TASK TO CARRY OUT –
Every entry must be copied word for word.

SUPPLIED INFORMATION –
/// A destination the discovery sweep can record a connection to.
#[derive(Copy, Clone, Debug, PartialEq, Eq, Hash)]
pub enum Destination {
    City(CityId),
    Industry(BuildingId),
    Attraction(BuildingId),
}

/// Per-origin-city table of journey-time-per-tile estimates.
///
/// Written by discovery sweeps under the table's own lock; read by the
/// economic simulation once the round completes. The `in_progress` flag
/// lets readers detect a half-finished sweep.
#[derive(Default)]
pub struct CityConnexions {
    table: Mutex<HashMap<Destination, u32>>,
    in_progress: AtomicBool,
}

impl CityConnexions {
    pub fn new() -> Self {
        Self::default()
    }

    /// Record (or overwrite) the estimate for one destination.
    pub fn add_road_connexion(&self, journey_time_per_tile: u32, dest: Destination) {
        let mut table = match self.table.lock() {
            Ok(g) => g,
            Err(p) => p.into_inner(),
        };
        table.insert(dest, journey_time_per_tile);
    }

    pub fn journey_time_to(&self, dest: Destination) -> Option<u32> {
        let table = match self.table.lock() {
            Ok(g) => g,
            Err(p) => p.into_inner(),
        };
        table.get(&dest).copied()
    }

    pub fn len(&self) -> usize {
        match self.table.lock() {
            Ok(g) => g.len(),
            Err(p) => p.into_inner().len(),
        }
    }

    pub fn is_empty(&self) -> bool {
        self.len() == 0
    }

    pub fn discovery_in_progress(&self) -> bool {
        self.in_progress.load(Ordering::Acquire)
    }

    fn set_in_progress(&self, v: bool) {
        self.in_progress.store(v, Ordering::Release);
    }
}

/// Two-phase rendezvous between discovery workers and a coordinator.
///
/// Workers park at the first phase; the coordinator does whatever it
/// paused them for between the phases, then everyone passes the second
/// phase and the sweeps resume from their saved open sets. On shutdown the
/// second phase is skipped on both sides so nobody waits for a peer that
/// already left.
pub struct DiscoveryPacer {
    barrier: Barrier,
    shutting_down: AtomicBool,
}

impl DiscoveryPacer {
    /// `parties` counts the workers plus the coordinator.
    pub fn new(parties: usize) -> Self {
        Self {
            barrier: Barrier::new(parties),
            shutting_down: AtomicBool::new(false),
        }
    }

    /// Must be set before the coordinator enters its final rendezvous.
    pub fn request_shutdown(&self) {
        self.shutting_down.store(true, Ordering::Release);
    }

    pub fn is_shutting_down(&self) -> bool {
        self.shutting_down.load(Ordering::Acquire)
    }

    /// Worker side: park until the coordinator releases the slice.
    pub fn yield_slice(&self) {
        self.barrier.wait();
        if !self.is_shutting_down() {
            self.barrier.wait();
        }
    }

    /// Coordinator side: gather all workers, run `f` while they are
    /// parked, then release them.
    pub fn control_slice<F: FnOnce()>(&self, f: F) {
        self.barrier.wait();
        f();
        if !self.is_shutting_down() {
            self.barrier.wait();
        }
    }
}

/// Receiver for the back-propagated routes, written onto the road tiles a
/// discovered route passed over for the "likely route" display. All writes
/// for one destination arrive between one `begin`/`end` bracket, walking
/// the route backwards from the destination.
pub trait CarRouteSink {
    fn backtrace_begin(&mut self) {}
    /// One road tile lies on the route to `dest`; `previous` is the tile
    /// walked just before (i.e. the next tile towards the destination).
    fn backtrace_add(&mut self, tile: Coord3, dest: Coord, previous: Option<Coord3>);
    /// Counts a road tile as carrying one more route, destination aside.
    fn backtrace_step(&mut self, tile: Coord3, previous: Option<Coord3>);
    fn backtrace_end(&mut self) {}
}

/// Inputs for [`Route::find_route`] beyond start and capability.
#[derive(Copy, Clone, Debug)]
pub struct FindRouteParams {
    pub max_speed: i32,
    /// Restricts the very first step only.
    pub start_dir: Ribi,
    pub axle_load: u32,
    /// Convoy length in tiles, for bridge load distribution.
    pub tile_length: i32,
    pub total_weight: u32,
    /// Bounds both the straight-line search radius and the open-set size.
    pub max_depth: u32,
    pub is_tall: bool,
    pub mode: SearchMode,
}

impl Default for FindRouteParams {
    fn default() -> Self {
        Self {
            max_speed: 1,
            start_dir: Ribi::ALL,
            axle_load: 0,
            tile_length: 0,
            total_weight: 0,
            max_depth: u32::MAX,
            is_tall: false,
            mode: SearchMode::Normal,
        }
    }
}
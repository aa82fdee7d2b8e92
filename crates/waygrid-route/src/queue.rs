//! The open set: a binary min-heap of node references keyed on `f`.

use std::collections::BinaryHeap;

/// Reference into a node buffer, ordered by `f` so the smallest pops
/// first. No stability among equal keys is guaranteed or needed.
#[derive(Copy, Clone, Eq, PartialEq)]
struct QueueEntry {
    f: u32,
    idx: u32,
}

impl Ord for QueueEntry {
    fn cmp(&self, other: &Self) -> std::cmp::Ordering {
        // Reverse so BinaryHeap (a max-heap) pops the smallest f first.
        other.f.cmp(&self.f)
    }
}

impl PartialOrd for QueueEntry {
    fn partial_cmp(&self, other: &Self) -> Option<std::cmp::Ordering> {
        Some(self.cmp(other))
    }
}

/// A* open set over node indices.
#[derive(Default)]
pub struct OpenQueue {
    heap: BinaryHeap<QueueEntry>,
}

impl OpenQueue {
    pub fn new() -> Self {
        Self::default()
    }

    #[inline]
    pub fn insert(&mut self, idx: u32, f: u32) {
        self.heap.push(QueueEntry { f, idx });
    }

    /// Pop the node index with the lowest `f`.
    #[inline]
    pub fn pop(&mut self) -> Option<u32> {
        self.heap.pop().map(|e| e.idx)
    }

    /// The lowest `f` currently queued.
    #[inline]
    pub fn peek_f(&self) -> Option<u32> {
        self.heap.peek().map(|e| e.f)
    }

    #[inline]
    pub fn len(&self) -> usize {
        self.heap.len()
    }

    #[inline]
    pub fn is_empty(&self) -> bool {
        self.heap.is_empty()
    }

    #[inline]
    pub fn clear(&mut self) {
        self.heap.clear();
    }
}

RESPONSE TO THIS TASK –
/// A destination the discovery sweep can record a connection to.
#[derive(Copy, Clone, Debug, PartialEq, Eq, Hash)]
pub enum Destination {
    City(CityId),
    Industry(BuildingId),
    Attraction(BuildingId),
}

/// Per-origin-city table of journey-time-per-tile estimates.
///
/// Written by discovery sweeps under the table's own lock; read by the
/// economic simulation once the round completes. The `in_progress` flag
/// lets readers detect a half-finished sweep.
#[derive(Default)]
pub struct CityConnexions {
    table: Mutex<HashMap<Destination, u32>>,
    in_progress: AtomicBool,
}

impl CityConnexions {
    pub fn new() -> Self {
        Self::default()
    }

    /// Record (or overwrite) the estimate for one destination.
    pub fn add_road_connexion(&self, journey_time_per_tile: u32, dest: Destination) {
        let mut table = match self.table.lock() {
            Ok(g) => g,
            Err(p) => p.into_inner(),
        };
        table.insert(dest, journey_time_per_tile);
    }

    pub fn journey_time_to(&self, dest: Destination) -> Option<u32> {
        let table = match self.table.lock() {
            Ok(g) => g,
            Err(p) => p.into_inner(),
        };
        table.get(&dest).copied()
    }

    pub fn len(&self) -> usize {
        match self.table.lock() {
            Ok(g) => g.len(),
            Err(p) => p.into_inner().len(),
        }
    }

    pub fn is_empty(&self) -> bool {
        self.len() == 0
    }

    pub fn discovery_in_progress(&self) -> bool {
        self.in_progress.load(Ordering::Acquire)
    }

    fn set_in_progress(&self, v: bool) {
        self.in_progress.store(v, Ordering::Release);
    }
}

/// Two-phase rendezvous between discovery workers and a coordinator.
///
/// Workers park at the first phase; the coordinator does whatever it
/// paused them for between the phases, then everyone passes the second
/// phase and the sweeps resume from their saved open sets. On shutdown the
/// second phase is skipped on both sides so nobody waits for a peer that
/// already left.
pub struct DiscoveryPacer {
    barrier: Barrier,
    shutting_down: AtomicBool,
}

impl DiscoveryPacer {
    /// `parties` counts the workers plus the coordinator.
    pub fn new(parties: usize) -> Self {
        Self {
            barrier: Barrier::new(parties),
            shutting_down: AtomicBool::new(false),
        }
    }

    /// Must be set before the coordinator enters its final rendezvous.
    pub fn request_shutdown(&self) {
        self.shutting_down.store(true, Ordering::Release);
    }

    pub fn is_shutting_down(&self) -> bool {
        self.shutting_down.load(Ordering::Acquire)
    }

    /// Worker side: park until the coordinator releases the slice.
    pub fn yield_slice(&self) {
        self.barrier.wait();
        if !self.is_shutting_down() {
            self.barrier.wait();
        }
    }

    /// Coordinator side: gather all workers, run `f` while they are
    /// parked, then release them.
    pub fn control_slice<F: FnOnce()>(&self, f: F) {
        self.barrier.wait();
        f();
        if !self.is_shutting_down() {
            self.barrier.wait();
        }
    }
}

/// Receiver for the back-propagated routes, written onto the road tiles a
/// discovered route passed over for the "likely route" display. All writes
/// for one destination arrive between one `begin`/`end` bracket, walking
/// the route backwards from the destination.
pub trait CarRouteSink {
    fn backtrace_begin(&mut self) {}
    /// One road tile lies on the route to `dest`; `previous` is the tile
    /// walked just before (i.e. the next tile towards the destination).
    fn backtrace_add(&mut self, tile: Coord3, dest: Coord, previous: Option<Coord3>);
    /// Counts a road tile as carrying one more route, destination aside.
    fn backtrace_step(&mut self, tile: Coord3, previous: Option<Coord3>);
    fn backtrace_end(&mut self) {}
}

/// Inputs for [`Route::find_route`] beyond start and capability.
#[derive(Copy, Clone, Debug)]
pub struct FindRouteParams {
    pub max_speed: i32,
    /// Restricts the very first step only.
    pub start_dir: Ribi,
    pub axle_load: u32,
    /// Convoy length in tiles, for bridge load distribution.
    pub tile_length: i32,
    pub total_weight: u32,
    /// Bounds both the straight-line search radius and the open-set size.
    pub max_depth: u32,
    pub is_tall: bool,
    pub mode: SearchMode,
}

impl Default for FindRouteParams {
    fn default() -> Self {
        Self {
            max_speed: 1,
            start_dir: Ribi::ALL,
            axle_load: 0,
            tile_length: 0,
            total_weight: 0,
            max_depth: u32::MAX,
            is_tall: false,
            mode: SearchMode::Normal,
        }
    }
}
repository aa82fdee7d2b8e92
filename crates/waygrid-route/src/queue.rs
//! The open set: a binary min-heap of node references keyed on `f`.

use std::collections::BinaryHeap;

/// Reference into a node buffer, ordered by `f` so the smallest pops
/// first. No stability among equal keys is guaranteed or needed.
#[derive(Copy, Clone, Eq, PartialEq)]
struct QueueEntry {
    f: u32,
    idx: u32,
}

impl Ord for QueueEntry {
    fn cmp(&self, other: &Self) -> std::cmp::Ordering {
        // Reverse so BinaryHeap (a max-heap) pops the smallest f first.
        other.f.cmp(&self.f)
    }
}

impl PartialOrd for QueueEntry {
    fn partial_cmp(&self, other: &Self) -> Option<std::cmp::Ordering> {
        Some(self.cmp(other))
    }
}

/// A* open set over node indices.
#[derive(Default)]
pub struct OpenQueue {
    heap: BinaryHeap<QueueEntry>,
}

impl OpenQueue {
    pub fn new() -> Self {
        Self::default()
    }

    #[inline]
    pub fn insert(&mut self, idx: u32, f: u32) {
        self.heap.push(QueueEntry { f, idx });
    }

    /// Pop the node index with the lowest `f`.
    #[inline]
    pub fn pop(&mut self) -> Option<u32> {
        self.heap.pop().map(|e| e.idx)
    }

    /// The lowest `f` currently queued.
    #[inline]
    pub fn peek_f(&self) -> Option<u32> {
        self.heap.peek().map(|e| e.f)
    }

    #[inline]
    pub fn len(&self) -> usize {
        self.heap.len()
    }

    #[inline]
    pub fn is_empty(&self) -> bool {
        self.heap.is_empty()
    }

    #[inline]
    pub fn clear(&mut self) {
        self.heap.clear();
    }
}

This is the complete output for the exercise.